__WHAT YOU HAVE TO DO__
Look through the entries below. Report each line that has the word "limit" in it.

═════ GIVEN RECORDS

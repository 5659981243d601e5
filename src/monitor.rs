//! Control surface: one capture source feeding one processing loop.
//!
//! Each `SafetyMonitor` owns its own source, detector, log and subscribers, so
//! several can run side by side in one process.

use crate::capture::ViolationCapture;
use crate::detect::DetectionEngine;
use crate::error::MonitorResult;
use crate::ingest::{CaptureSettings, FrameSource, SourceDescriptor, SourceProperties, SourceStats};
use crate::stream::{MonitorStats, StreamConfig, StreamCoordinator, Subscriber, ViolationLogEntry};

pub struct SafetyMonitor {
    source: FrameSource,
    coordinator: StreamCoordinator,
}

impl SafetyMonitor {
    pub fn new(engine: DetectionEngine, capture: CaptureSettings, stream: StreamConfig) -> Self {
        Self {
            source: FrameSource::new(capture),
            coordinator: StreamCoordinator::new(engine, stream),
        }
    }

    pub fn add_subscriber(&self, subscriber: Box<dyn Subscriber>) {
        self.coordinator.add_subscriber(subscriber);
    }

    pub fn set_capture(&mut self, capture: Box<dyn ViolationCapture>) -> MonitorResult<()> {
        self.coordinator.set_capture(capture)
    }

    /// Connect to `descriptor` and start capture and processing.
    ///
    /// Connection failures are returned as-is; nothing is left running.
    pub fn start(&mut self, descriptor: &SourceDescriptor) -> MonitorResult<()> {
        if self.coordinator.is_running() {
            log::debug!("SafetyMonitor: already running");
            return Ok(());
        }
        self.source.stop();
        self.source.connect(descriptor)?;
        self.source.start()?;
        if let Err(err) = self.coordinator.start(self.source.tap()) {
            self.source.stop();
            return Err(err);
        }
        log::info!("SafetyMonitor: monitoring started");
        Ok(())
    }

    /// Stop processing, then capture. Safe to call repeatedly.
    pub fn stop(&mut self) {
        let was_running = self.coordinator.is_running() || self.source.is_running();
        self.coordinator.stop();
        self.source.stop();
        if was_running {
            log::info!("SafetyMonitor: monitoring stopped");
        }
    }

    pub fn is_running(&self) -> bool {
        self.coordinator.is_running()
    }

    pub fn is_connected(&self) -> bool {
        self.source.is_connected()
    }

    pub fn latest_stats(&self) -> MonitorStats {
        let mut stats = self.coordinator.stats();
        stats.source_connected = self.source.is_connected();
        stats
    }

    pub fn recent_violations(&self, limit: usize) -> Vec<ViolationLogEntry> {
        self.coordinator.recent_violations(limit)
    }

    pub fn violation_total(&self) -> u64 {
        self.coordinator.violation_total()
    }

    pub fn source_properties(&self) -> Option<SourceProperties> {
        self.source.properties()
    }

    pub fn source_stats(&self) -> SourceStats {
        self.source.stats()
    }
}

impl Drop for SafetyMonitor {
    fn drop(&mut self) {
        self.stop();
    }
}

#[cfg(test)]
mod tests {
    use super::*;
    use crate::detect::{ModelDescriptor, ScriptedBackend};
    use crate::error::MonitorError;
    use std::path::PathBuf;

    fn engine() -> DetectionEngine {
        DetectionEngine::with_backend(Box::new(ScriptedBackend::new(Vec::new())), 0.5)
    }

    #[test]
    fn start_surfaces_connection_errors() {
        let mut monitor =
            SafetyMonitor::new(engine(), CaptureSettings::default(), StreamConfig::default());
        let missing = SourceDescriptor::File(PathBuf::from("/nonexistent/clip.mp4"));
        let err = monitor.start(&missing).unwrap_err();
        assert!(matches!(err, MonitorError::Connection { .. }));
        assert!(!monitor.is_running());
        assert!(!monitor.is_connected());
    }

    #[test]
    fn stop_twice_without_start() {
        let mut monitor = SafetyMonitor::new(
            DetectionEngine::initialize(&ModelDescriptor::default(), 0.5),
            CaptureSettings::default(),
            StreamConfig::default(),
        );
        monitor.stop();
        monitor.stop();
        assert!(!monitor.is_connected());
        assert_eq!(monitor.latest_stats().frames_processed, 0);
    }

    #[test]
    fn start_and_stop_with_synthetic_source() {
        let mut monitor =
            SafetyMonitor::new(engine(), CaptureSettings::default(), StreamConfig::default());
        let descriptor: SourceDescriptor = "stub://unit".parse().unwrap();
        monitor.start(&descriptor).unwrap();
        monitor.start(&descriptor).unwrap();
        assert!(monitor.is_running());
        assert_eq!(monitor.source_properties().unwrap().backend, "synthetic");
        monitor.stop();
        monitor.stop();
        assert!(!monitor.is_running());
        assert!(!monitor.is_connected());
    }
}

══════════

__WRITTEN REPLY__
    pub fn recent_violations(&self, limit: usize) -> Vec<ViolationLogEntry> {
        self.coordinator.recent_violations(limit)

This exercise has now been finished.